## Your goal
Scan the data below for the string "crates". Copy every line where it appears.

## Records for this task
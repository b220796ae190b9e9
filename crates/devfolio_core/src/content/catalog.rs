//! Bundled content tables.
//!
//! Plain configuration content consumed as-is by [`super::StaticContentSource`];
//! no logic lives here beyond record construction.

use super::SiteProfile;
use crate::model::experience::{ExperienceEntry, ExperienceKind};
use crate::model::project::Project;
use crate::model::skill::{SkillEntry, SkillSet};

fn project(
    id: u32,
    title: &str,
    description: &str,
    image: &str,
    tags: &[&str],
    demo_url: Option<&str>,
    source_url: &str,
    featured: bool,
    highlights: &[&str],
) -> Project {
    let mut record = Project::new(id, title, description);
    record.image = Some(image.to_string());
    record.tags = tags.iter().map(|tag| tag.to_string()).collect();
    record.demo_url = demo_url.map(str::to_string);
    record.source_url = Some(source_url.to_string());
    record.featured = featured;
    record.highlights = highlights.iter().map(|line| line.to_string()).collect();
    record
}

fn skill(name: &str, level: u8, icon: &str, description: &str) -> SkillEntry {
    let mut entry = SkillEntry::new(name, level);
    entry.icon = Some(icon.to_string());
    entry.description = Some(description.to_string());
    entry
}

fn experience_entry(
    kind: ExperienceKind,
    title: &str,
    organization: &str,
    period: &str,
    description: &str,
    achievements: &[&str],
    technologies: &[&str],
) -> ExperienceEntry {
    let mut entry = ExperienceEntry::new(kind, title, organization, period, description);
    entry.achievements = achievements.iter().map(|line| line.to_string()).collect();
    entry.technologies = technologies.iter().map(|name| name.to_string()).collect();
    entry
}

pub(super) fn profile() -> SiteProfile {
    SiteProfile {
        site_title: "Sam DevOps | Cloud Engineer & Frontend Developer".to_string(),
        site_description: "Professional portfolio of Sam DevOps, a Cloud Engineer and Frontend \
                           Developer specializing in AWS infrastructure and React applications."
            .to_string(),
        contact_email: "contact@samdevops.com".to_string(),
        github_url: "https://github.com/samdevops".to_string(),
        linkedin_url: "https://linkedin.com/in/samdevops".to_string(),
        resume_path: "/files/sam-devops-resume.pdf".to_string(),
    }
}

---

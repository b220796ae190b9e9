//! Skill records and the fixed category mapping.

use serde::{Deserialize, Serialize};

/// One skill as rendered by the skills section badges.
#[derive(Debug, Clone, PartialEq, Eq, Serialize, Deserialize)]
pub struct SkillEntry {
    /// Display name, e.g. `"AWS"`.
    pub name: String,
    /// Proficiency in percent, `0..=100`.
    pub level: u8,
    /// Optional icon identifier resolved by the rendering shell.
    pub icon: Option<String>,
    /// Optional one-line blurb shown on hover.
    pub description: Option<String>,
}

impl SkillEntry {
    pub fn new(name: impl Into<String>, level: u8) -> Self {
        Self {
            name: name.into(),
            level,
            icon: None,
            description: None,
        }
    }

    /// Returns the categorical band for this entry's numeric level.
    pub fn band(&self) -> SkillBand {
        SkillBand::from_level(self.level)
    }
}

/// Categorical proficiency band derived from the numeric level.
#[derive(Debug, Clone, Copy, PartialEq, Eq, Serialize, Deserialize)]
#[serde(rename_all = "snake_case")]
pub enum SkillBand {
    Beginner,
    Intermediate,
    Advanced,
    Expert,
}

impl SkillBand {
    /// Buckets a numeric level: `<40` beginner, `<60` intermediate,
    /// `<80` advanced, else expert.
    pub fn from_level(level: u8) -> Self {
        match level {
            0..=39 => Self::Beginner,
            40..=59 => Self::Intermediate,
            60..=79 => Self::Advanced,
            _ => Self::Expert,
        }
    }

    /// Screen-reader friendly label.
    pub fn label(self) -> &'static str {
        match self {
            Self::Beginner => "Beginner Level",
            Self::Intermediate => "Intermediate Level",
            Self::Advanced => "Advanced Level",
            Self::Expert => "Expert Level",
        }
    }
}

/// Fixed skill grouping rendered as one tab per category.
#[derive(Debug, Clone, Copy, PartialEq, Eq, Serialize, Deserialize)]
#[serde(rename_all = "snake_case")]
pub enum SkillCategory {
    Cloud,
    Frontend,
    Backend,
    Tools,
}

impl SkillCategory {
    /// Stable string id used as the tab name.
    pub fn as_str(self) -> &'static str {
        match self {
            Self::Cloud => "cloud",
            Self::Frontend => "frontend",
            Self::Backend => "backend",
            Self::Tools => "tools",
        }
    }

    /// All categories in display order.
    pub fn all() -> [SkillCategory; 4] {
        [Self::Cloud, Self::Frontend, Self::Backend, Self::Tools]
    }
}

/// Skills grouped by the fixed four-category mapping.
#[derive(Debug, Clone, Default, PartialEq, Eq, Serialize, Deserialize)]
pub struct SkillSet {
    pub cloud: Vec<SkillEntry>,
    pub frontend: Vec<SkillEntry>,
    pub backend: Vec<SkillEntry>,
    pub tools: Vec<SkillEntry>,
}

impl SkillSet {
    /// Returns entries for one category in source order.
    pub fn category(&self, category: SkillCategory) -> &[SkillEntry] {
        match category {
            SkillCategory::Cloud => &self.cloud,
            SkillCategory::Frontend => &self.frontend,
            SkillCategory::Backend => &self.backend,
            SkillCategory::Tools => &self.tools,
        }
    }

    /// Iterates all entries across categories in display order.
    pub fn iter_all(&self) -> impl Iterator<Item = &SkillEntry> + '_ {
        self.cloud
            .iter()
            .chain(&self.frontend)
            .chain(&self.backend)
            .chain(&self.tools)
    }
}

--

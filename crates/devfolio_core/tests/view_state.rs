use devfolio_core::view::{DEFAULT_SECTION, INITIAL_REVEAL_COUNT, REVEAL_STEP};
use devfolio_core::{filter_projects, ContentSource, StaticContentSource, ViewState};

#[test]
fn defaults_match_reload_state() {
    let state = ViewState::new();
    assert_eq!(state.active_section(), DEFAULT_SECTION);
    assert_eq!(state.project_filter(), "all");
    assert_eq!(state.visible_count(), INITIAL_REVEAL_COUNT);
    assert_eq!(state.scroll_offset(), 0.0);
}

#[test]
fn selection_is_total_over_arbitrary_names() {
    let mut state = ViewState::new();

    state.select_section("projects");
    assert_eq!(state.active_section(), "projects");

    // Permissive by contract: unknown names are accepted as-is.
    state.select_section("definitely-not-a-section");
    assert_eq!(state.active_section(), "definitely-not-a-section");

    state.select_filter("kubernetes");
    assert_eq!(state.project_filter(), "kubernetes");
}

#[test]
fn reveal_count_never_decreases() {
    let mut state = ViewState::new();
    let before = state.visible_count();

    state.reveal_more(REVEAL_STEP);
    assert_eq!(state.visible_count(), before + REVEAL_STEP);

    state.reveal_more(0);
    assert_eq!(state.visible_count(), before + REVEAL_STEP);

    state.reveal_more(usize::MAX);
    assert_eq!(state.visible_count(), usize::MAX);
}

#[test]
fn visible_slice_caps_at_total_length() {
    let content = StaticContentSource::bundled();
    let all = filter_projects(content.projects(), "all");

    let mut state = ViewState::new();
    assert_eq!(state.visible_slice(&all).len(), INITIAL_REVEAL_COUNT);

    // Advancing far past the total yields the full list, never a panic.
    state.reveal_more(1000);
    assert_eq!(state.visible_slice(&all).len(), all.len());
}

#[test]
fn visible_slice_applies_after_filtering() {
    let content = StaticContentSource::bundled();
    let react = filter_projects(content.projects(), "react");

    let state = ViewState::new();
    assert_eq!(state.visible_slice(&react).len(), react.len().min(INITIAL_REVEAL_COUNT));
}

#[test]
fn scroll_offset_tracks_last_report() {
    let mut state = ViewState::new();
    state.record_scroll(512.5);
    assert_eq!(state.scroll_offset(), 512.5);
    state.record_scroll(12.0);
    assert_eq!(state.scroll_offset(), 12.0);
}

## Answer to this exercise
filename crates/devfolio_core/src/content/catalog.rs
filename crates/devfolio_core/tests/view_state.rs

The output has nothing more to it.